Nick Park loves girls.

Drumstick legs, cherry-colored lips, dumpling cheeks . . . everything about them he wants to eat up. But he’s dateless and has been since he discovered girls in the third grade, and he’s convinced himself that this is solely based on the fact that he’s the only Korean American teenager in Renfield—the fifth richest (and WASPiest) town in Connecticut. In Nick’s mind, he sticks out like a banana in a wheat field.

And now it’s time for him to figure it out once and for all. Is it all in his head or are his suspicions that his heritage is keeping him from a triumphant boob fest true?

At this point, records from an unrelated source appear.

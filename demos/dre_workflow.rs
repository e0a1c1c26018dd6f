use chrono::NaiveDate;
use dre_engine::*;

fn main() -> dre_engine::Result<()> {
    println!("📊 DRE Workflow Demo\n");

    let mut store = InMemoryDreStore::new();
    store.add_categories(default_categories("cafe-aurora"));
    let settings = DreSettings {
        forecast_months: 3,
        sector: Some("alimentação".to_string()),
        divida_bruta: 80_000.0,
        caixa: 25_000.0,
        ..DreSettings::default()
    };
    let mut service = DreService::new(store, settings)?;

    let receita = service
        .store()
        .active_categories("cafe-aurora")?
        .into_iter()
        .find(|c| c.category_type == DreCategoryType::ReceitaBruta)
        .map(|c| c.id)
        .ok_or_else(|| DreError::InvalidSettings("taxonomy has no gross revenue".to_string()))?;

    let mut period_ids = Vec::new();
    for (month, sales) in [(1u32, 30_000.0), (2, 31_500.0), (3, 34_000.0), (4, 35_200.0)] {
        let period = service
            .store_mut()
            .save_period(DrePeriod::from_label("cafe-aurora", &format!("2024-{:02}", month))?)?;
        service
            .store_mut()
            .upsert_entry(DreEntry::new(period.id, receita, "Vendas balcão", sales))?;

        let date = |day| NaiveDate::from_ymd_opt(2024, month, day).unwrap_or(period.start_date);
        let rows = vec![
            BankStatementRow {
                date: date(5),
                description: "Fornecedor café em grãos".to_string(),
                amount: -(sales * 0.3),
            },
            BankStatementRow {
                date: date(8),
                description: "Aluguel do salão".to_string(),
                amount: -6_000.0,
            },
            BankStatementRow {
                date: date(10),
                description: "Folha de pagamento".to_string(),
                amount: -9_000.0,
            },
            BankStatementRow {
                date: date(28),
                description: "Tarifa bancária".to_string(),
                amount: -120.0,
            },
        ];
        let import = service.import_statement("cafe-aurora", &rows)?;
        println!(
            "{}: imported {} rows ({} classified, {} unclassified)",
            period.name,
            import.transactions.len(),
            import.classified_count,
            import.unclassified_count
        );

        period_ids.push(period.id);
    }

    let latest = service.build_report(period_ids[period_ids.len() - 1])?;
    println!("\n{}", latest.to_markdown());

    let forecast = service.forecast(&period_ids, None)?;
    println!(
        "Forecast: trend {:?}, growth {:.1}%/yr, confidence {:.2}",
        forecast.trend, forecast.growth_rate, forecast.confidence
    );
    for p in &forecast.periods {
        println!(
            "  {}  receita {:>12.2}  ebitda {:>12.2}  margem {:>6.2}%",
            p.periodo, p.receita_liquida, p.ebitda, p.margem_ebitda
        );
    }

    let summary = service.valuation(latest.period.id, &period_ids)?;
    println!(
        "\nValuation: EBITDA {:.2} x {:.1} = EV {:.2}, equity {:.2}",
        summary.ebitda,
        summary.multiplo,
        summary.valuation.enterprise_value,
        summary.valuation.equity_value
    );

    Ok(())
}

An excerpt from Girls for Breakfast:
What confused me about involuntarily visualizing Miss Hamilton with no clothes on was that she wasn’t even pretty. Her nose was pointy and her frizzy hair always looked sweaty, but I couldn’t stop picturing her naked. I also couldn’t stop picturing Martha the bus driver naked every time I stepped on the bus. I was a perverted Superman. As the bell rang I silently vowed to stop staring at the Playboys at night in order to get the rest crucial to curing me. I glared at Miss Hamilton’s breasts and shook a fist at her bare butt as she faced the chalkboard. I knew in my heart I’d beat this disease.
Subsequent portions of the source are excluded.